━━━ Extracted information ━━━

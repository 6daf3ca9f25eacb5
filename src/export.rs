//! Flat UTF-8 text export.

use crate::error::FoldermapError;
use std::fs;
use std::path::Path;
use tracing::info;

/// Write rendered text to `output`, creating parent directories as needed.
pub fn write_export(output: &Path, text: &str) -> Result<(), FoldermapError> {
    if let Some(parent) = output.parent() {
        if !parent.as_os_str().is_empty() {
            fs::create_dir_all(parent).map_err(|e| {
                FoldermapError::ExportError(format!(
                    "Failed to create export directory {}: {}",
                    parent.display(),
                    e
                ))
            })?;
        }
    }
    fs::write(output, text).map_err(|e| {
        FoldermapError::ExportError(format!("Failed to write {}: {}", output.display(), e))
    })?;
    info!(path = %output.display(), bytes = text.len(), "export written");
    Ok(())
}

━━━
━━━ Extracted information ━━━

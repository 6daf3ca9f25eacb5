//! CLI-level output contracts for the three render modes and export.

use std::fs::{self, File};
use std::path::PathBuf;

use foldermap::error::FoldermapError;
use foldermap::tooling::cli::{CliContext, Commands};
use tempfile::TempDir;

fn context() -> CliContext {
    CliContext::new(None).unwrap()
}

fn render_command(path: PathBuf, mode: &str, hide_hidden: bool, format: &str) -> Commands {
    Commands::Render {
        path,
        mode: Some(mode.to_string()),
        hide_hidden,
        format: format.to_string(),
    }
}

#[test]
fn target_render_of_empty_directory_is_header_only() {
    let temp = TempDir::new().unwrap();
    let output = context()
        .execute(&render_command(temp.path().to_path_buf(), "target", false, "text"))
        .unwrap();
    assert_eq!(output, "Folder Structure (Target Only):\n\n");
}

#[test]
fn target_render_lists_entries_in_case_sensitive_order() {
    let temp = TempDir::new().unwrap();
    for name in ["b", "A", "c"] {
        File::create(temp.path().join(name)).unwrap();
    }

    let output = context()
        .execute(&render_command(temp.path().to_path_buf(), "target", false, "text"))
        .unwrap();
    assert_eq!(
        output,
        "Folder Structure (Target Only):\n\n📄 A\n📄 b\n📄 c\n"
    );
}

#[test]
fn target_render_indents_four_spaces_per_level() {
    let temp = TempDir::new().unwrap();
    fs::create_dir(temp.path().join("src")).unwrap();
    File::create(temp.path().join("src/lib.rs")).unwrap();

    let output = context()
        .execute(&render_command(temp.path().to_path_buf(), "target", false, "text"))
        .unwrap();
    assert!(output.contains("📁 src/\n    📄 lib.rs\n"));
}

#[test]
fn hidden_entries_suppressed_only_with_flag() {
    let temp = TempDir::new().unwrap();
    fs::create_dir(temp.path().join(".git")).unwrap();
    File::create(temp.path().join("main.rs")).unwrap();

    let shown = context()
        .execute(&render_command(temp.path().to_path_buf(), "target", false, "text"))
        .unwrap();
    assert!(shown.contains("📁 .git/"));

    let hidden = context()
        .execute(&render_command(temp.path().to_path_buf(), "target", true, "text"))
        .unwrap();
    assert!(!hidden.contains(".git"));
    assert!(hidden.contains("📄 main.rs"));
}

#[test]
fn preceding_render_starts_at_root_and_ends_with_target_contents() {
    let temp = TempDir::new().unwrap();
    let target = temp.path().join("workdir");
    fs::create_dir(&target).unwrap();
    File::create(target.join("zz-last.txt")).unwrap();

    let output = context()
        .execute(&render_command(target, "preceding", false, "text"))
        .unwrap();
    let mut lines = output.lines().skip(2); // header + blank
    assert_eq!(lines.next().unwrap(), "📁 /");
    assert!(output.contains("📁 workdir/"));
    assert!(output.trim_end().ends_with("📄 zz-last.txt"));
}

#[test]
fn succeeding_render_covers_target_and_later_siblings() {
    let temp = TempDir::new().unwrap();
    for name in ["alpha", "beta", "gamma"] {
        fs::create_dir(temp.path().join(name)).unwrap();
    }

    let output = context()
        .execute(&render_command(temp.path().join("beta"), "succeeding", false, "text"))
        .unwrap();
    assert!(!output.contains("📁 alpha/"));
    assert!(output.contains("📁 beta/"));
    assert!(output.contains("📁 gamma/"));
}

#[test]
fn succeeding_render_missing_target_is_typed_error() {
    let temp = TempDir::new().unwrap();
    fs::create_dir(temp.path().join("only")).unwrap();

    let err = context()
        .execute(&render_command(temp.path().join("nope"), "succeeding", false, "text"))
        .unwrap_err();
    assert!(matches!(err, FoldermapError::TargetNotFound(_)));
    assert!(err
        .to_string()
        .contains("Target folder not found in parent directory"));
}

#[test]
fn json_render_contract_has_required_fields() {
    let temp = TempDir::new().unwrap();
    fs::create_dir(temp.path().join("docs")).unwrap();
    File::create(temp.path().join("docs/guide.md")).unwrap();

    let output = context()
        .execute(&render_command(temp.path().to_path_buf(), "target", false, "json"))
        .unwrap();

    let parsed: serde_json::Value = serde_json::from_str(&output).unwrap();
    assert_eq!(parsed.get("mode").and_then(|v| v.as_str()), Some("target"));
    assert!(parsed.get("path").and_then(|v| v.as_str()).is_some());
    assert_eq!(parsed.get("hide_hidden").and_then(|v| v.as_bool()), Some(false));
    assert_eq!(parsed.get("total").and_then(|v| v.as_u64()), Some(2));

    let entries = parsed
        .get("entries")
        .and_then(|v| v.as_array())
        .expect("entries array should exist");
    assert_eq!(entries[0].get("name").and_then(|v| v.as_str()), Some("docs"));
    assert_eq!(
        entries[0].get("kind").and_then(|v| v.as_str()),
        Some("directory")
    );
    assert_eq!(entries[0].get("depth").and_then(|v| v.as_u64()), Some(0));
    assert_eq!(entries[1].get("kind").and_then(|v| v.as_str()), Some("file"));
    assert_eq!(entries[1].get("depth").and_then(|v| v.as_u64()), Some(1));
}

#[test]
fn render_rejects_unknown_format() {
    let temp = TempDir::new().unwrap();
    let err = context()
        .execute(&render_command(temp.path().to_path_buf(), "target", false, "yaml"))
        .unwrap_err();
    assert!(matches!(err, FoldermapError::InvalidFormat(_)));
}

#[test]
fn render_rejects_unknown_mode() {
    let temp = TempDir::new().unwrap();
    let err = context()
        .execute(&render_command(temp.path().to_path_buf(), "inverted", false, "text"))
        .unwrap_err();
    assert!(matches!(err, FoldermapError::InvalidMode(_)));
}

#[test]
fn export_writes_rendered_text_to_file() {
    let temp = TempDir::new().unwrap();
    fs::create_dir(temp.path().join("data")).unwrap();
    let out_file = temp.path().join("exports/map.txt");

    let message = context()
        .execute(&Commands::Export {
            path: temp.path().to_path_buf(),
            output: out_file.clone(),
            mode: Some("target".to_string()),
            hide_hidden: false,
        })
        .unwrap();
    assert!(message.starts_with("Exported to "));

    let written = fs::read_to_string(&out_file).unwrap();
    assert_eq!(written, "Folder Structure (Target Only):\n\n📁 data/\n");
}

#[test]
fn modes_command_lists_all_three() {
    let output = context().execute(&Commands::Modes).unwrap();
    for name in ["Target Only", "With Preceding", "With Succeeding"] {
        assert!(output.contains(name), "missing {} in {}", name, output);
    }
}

━━━
━━━ Extracted information ━━━

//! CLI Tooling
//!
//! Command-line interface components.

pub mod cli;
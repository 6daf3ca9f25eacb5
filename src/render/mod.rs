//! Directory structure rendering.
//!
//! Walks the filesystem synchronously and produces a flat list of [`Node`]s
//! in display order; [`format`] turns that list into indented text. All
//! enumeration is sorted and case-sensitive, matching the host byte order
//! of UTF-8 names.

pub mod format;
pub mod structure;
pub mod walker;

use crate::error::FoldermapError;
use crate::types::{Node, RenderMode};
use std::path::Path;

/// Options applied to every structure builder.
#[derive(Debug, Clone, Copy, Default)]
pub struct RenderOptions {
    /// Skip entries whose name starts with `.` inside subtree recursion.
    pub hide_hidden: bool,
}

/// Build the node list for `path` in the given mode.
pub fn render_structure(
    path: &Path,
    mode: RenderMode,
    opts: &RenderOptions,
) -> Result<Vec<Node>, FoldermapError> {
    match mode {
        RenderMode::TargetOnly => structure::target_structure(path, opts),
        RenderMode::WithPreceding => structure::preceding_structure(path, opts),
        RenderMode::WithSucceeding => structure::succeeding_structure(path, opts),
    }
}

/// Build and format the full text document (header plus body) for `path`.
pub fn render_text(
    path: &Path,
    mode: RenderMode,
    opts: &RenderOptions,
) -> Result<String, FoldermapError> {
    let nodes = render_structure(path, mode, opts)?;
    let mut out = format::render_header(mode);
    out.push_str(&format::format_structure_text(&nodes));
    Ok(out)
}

━━━

Work instructions
Restate word for word the lines of the data above, starting at the line containing "of UTF-8 names." and ending at the line containing "inside subtree recursion.", both included, and nothing more.

Response area
//! of UTF-8 names.

pub mod format;
pub mod structure;
pub mod walker;

use crate::error::FoldermapError;
use crate::types::{Node, RenderMode};
use std::path::Path;

/// Options applied to every structure builder.
#[derive(Debug, Clone, Copy, Default)]
pub struct RenderOptions {
    /// Skip entries whose name starts with `.` inside subtree recursion.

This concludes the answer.